D23.com contributor Tim Lammers talked with Campbell in 2011 about the film, which was directed by Joe Johnston (who went on to direct another WWII era film with Captain America: The First Avenger). Here are a few recollections from the actor about the high-flying role.
Campbell says he had an odd fear of flying when he took on the role:
“Joe Johnston came to me after I was cast in the film and said, ‘We have this crazy idea. We actually want to do the scenes at the beginning in an old plane’ and asked me if I’d be willing to go up in one of them. But my fear of flying is strange. I don’t like flying in planes that have engines—especially commercial flights—but I also own and fly a hang-glider, which I love doing. So it’s not like I don’t like flying and don’t like the thought of being in the air; I just don’t like being in the air and strapped to an engine.”
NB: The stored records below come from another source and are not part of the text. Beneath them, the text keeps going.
use crate::PackKind;
use serde::{Deserialize, Serialize};

#[derive(Debug, Clone, Serialize, Deserialize, PartialEq)]
pub enum Event {
    PackApplied {
        kind: PackKind,
        coins_delta: i64,
        new_cards: usize,
        upgrades: usize,
        conversions: usize,
        premium: bool,
        coins: i64,
    },
    CoinsAdded { amount: i64, coins: i64 },
    MuteToggled { mute: bool },
    StateReset,
}

#[derive(Debug, Default)]
pub struct EventBus {
    queue: Vec<Event>,
}

impl EventBus {
    pub fn push(&mut self, event: Event) {
        self.queue.push(event);
    }

    pub fn drain(&mut self) -> impl Iterator<Item = Event> + '_ {
        self.queue.drain(..)
    }
}
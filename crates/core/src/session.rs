use crate::{
    apply, resolve_pack, EventBus, PackCatalog, PackError, PackKind, PackResult, RngState, Roster,
    StoreAction, StoreState,
};
use thiserror::Error;

#[derive(Debug, Error)]
pub enum SessionError {
    #[error("not enough coins: need {needed}, have {available}")]
    NotEnoughCoins { needed: i64, available: i64 },
    #[error("a pack is already being opened")]
    OpenInProgress,
    #[error("no resolved pack to commit")]
    NothingToCommit,
    #[error("unknown pack {0:?}")]
    UnknownPack(PackKind),
    #[error(transparent)]
    Pack(#[from] PackError),
}

/// Caller-side aggregate: catalog, store state, RNG, and the pending slot
/// that makes pack opening a two-phase resolve/commit protocol. Front ends
/// own the reveal pacing between the two phases and the persistence after
/// each committed transition.
#[derive(Debug)]
pub struct Session {
    pub roster: Roster,
    pub catalog: PackCatalog,
    pub state: StoreState,
    pub rng: RngState,
    roster_seed: u64,
    pending: Option<PackResult>,
}

impl Session {
    /// The catalog regenerates deterministically from `roster_seed`, so a
    /// persisted inventory keeps pointing at the same cards; draws come
    /// from an independently seeded stream.
    pub fn new(catalog: PackCatalog, state: StoreState, roster_seed: u64, draw_seed: u64) -> Self {
        let mut roster_rng = RngState::from_seed(roster_seed);
        let roster = Roster::generate(&mut roster_rng);
        Self {
            roster,
            catalog,
            state,
            rng: RngState::from_seed(draw_seed),
            roster_seed,
            pending: None,
        }
    }

    pub fn roster_seed(&self) -> u64 {
        self.roster_seed
    }

    pub fn pending(&self) -> Option<&PackResult> {
        self.pending.as_ref()
    }

    /// Phase one: validates the purchase and resolves it without touching
    /// the store. The result stays pending until `commit`.
    pub fn resolve_open(&mut self, kind: PackKind) -> Result<&PackResult, SessionError> {
        if self.pending.is_some() {
            return Err(SessionError::OpenInProgress);
        }
        let def = self
            .catalog
            .get(kind)
            .ok_or(SessionError::UnknownPack(kind))?;
        if self.state.coins < def.price {
            return Err(SessionError::NotEnoughCoins {
                needed: def.price,
                available: self.state.coins,
            });
        }
        let result = resolve_pack(def, &self.roster, &self.state.inventory, &mut self.rng)?;
        Ok(self.pending.insert(result))
    }

    /// Phase two: commits the pending resolution through the reducer.
    pub fn commit(&mut self, events: &mut EventBus) -> Result<PackResult, SessionError> {
        let result = self.pending.take().ok_or(SessionError::NothingToCommit)?;
        self.state = apply(
            &self.state,
            &StoreAction::ApplyPackResult(result.clone()),
            events,
        );
        Ok(result)
    }

    pub fn add_coins(&mut self, amount: i64, events: &mut EventBus) {
        self.state = apply(&self.state, &StoreAction::AddCoins(amount), events);
    }

    pub fn toggle_mute(&mut self, events: &mut EventBus) {
        self.state = apply(&self.state, &StoreAction::ToggleMute, events);
    }

    pub fn reset(&mut self, events: &mut EventBus) {
        self.pending = None;
        self.state = apply(&self.state, &StoreAction::Reset, events);
    }
}

#[cfg(test)]
mod tests {
    use super::*;
    use crate::DEFAULT_COINS;

    fn session() -> Session {
        Session::new(PackCatalog::builtin(), StoreState::default(), 42, 7)
    }

    #[test]
    fn insufficient_coins_rejects_before_resolution() {
        let mut session = session();
        session.state.coins = 100;
        let err = session
            .resolve_open(PackKind::Bronze)
            .map(|_| ())
            .expect_err("must reject");
        match err {
            SessionError::NotEnoughCoins { needed, available } => {
                assert_eq!(needed, 200);
                assert_eq!(available, 100);
            }
            other => panic!("unexpected error: {other:?}"),
        }
        assert_eq!(session.state.coins, 100);
        assert!(session.state.inventory.is_empty());
        assert!(session.pending().is_none());
    }

    #[test]
    fn resolve_does_not_touch_the_store() {
        let mut session = session();
        session.resolve_open(PackKind::Bronze).expect("resolve");
        assert_eq!(session.state.coins, DEFAULT_COINS);
        assert!(session.state.inventory.is_empty());
        assert!(session.pending().is_some());
    }

    #[test]
    fn second_open_blocked_while_pending() {
        let mut session = session();
        session.resolve_open(PackKind::Bronze).expect("resolve");
        let err = session
            .resolve_open(PackKind::Silver)
            .map(|_| ())
            .expect_err("must reject");
        assert!(matches!(err, SessionError::OpenInProgress));
    }

    #[test]
    fn commit_applies_and_clears_pending() {
        let mut session = session();
        let delta = session
            .resolve_open(PackKind::Bronze)
            .expect("resolve")
            .coins_delta;
        let mut events = EventBus::default();
        let result = session.commit(&mut events).expect("commit");
        assert_eq!(result.coins_delta, delta);
        assert_eq!(session.state.coins, DEFAULT_COINS + delta);
        assert!(!session.state.inventory.is_empty());
        assert!(session.pending().is_none());
        // The slot is free again.
        session.resolve_open(PackKind::Bronze).expect("resolve again");
    }

    #[test]
    fn commit_without_pending_fails() {
        let mut session = session();
        let mut events = EventBus::default();
        let err = session.commit(&mut events).expect_err("nothing pending");
        assert!(matches!(err, SessionError::NothingToCommit));
    }

    #[test]
    fn reset_drops_pending_resolution() {
        let mut session = session();
        session.resolve_open(PackKind::Bronze).expect("resolve");
        let mut events = EventBus::default();
        session.reset(&mut events);
        assert!(session.pending().is_none());
        assert_eq!(session.state.coins, DEFAULT_COINS);
        let err = session.commit(&mut events).expect_err("pending cleared");
        assert!(matches!(err, SessionError::NothingToCommit));
    }

    #[test]
    fn same_roster_seed_rebuilds_the_same_catalog() {
        let a = Session::new(PackCatalog::builtin(), StoreState::default(), 42, 1);
        let b = Session::new(PackCatalog::builtin(), StoreState::default(), 42, 2);
        assert_eq!(a.roster.cards, b.roster.cards);
    }
}
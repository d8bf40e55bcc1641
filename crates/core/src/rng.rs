use rand::{rngs::StdRng, Rng, RngCore, SeedableRng};

#[derive(Debug, Clone)]
pub struct RngState {
    seed: u64,
    rng: StdRng,
}

impl RngState {
    pub fn from_seed(seed: u64) -> Self {
        Self {
            seed,
            rng: StdRng::seed_from_u64(seed),
        }
    }

    pub fn from_entropy() -> Self {
        Self::from_seed(rand::random())
    }

    pub fn seed(&self) -> u64 {
        self.seed
    }

    pub fn next_u64(&mut self) -> u64 {
        self.rng.next_u64()
    }

    /// Uniform value in `[min, max]`.
    pub fn range_inclusive(&mut self, min: u8, max: u8) -> u8 {
        if min >= max {
            return min;
        }
        let span = (max - min) as u64 + 1;
        min + (self.next_u64() % span) as u8
    }

    pub fn pick<'a, T>(&mut self, items: &'a [T]) -> Option<&'a T> {
        if items.is_empty() {
            return None;
        }
        let idx = (self.next_u64() % items.len() as u64) as usize;
        items.get(idx)
    }

    /// Uniform roll in `[0, 100)` for percentage odds tables.
    pub fn roll_percent(&mut self) -> f64 {
        self.rng.gen::<f64>() * 100.0
    }
}
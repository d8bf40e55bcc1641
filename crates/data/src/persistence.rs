use crickpacks_core::StoreState;
use serde::{Deserialize, Serialize};
use std::collections::HashMap;
use std::fs;
use std::path::PathBuf;
use std::sync::Mutex;

/// Single fixed key the whole store state lives under.
pub const STATE_KEY: &str = "cricket-packs-state-v2";

const SAVE_SCHEMA_VERSION: u32 = 2;

/// Durable key-value collaborator. Values are opaque strings; callers treat
/// writes as fire-and-forget.
pub trait Storage {
    fn put(&self, key: &str, value: &str) -> Result<(), String>;
    fn get(&self, key: &str) -> Result<Option<String>, String>;
}

/// One file per key under a root directory.
#[derive(Debug, Clone)]
pub struct FileStorage {
    root: PathBuf,
}

impl FileStorage {
    pub fn new(root: impl Into<PathBuf>) -> Self {
        Self { root: root.into() }
    }

    fn key_path(&self, key: &str) -> PathBuf {
        self.root.join(format!("{key}.json"))
    }
}

impl Storage for FileStorage {
    fn put(&self, key: &str, value: &str) -> Result<(), String> {
        fs::create_dir_all(&self.root).map_err(|err| err.to_string())?;
        fs::write(self.key_path(key), value).map_err(|err| err.to_string())
    }

    fn get(&self, key: &str) -> Result<Option<String>, String> {
        let path = self.key_path(key);
        if !path.exists() {
            return Ok(None);
        }
        fs::read_to_string(path).map(Some).map_err(|err| err.to_string())
    }
}

#[derive(Debug, Default)]
pub struct MemoryStorage {
    values: Mutex<HashMap<String, String>>,
}

impl Storage for MemoryStorage {
    fn put(&self, key: &str, value: &str) -> Result<(), String> {
        let mut values = self.values.lock().map_err(|err| err.to_string())?;
        values.insert(key.to_string(), value.to_string());
        Ok(())
    }

    fn get(&self, key: &str) -> Result<Option<String>, String> {
        let values = self.values.lock().map_err(|err| err.to_string())?;
        Ok(values.get(key).cloned())
    }
}

#[derive(Debug, Clone, Serialize, Deserialize)]
pub struct SavedState {
    pub version: u32,
    pub roster_seed: u64,
    pub state: StoreState,
}

pub fn default_data_dir() -> Option<PathBuf> {
    if let Some(path) = std::env::var_os("CRICKPACKS_DATA") {
        return Some(PathBuf::from(path));
    }
    std::env::var_os("HOME").map(|home| PathBuf::from(home).join(".crickpacks"))
}

/// Serializes the whole store state under the fixed key.
pub fn save_state(
    storage: &dyn Storage,
    state: &StoreState,
    roster_seed: u64,
) -> Result<(), String> {
    let payload = SavedState {
        version: SAVE_SCHEMA_VERSION,
        roster_seed,
        state: state.clone(),
    };
    let body = serde_json::to_string_pretty(&payload).map_err(|err| err.to_string())?;
    storage.put(STATE_KEY, &body)
}

/// Loads the saved state and its roster seed. A missing, unreadable,
/// corrupt, or wrong-version value falls back to the default state with
/// `fallback_seed`; nothing is surfaced to the user.
pub fn load_state(storage: &dyn Storage, fallback_seed: u64) -> (StoreState, u64) {
    let raw = match storage.get(STATE_KEY) {
        Ok(Some(raw)) => raw,
        _ => return (StoreState::default(), fallback_seed),
    };
    match serde_json::from_str::<SavedState>(&raw) {
        Ok(saved) if saved.version == SAVE_SCHEMA_VERSION => (saved.state, saved.roster_seed),
        _ => (StoreState::default(), fallback_seed),
    }
}

/// Convenience used by the front ends after every committed transition.
/// Write failures are ignored; in-memory state stays the source of truth.
pub fn persist(storage: &dyn Storage, state: &StoreState, roster_seed: u64) {
    let _ = save_state(storage, state, roster_seed);
}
The actor says Johnston tried to put him at ease by hiring a seasoned stunt pilot for the racing plane scenes, but it didn’t help much:
“Craig Hoskings, who is one of the best stunt pilots in the world, flew me around—but it was still pretty hairy [laughs]. There were things that I had to control from the second cockpit in the plane, like the tail-wheel lock and the oil [which splashes in his face during the scene] and some other things. When we rehearsed the scene on the ground, Craig had this microphone that he’d speak instructions into, and I could hear him (in headphones) under my hat. But when we went up to shoot, the engine was drowning the sound out entirely, so I just sort of faked doing the things I was supposed to do when I was supposed to do them—but it all went OK.”
Campbell says he loved how The Rocketeer—based on Dave Stevens’ acclaimed graphic novel—weaved in real historical figures and events into the film’s fantasy narrative:
“I hadn’t been familiar with the comic book, so I remember reading the script and thinking, ‘This is pretty terrific how Hollywood history was woven into the story.’ Since it was such of a long audition process, I went out and bought the comic book in the middle of it all, and I was blown away. It really threw my appreciation for the script into hyper-drive.”
Campbell says he has never has grown tired talking about The Rocketeer because it was a breakthrough role for him:
“It has plenty of personal meaning to me, not the least of which it was my very first film, so it was terribly exciting in that respect. It just did so many things for me. I was just in awe that my first film was something of such quality. I was overwhelmed with gratitude and energy, and to have it turn out so well—not that I expected that it wouldn’t—was just icing on the cake.”
While Campbell went on to carve out a successful career in both film and TV, he’s still caught up in somewhat of an identity crisis. Seems a mistake on the Internet Movie Database to this day has him listed as the second cousin of acclaimed character actor Bruce Campbell (of Evil Dead fame). Billy Campbell says they’re not related.
“We actually worked for 15 minutes together on a film once. Bruce is a great guy and really funny. Years later somebody asked him, ‘Are you related to Billy Campbell?’ and he said, ‘No, no, I’m the Campbell who can act.’”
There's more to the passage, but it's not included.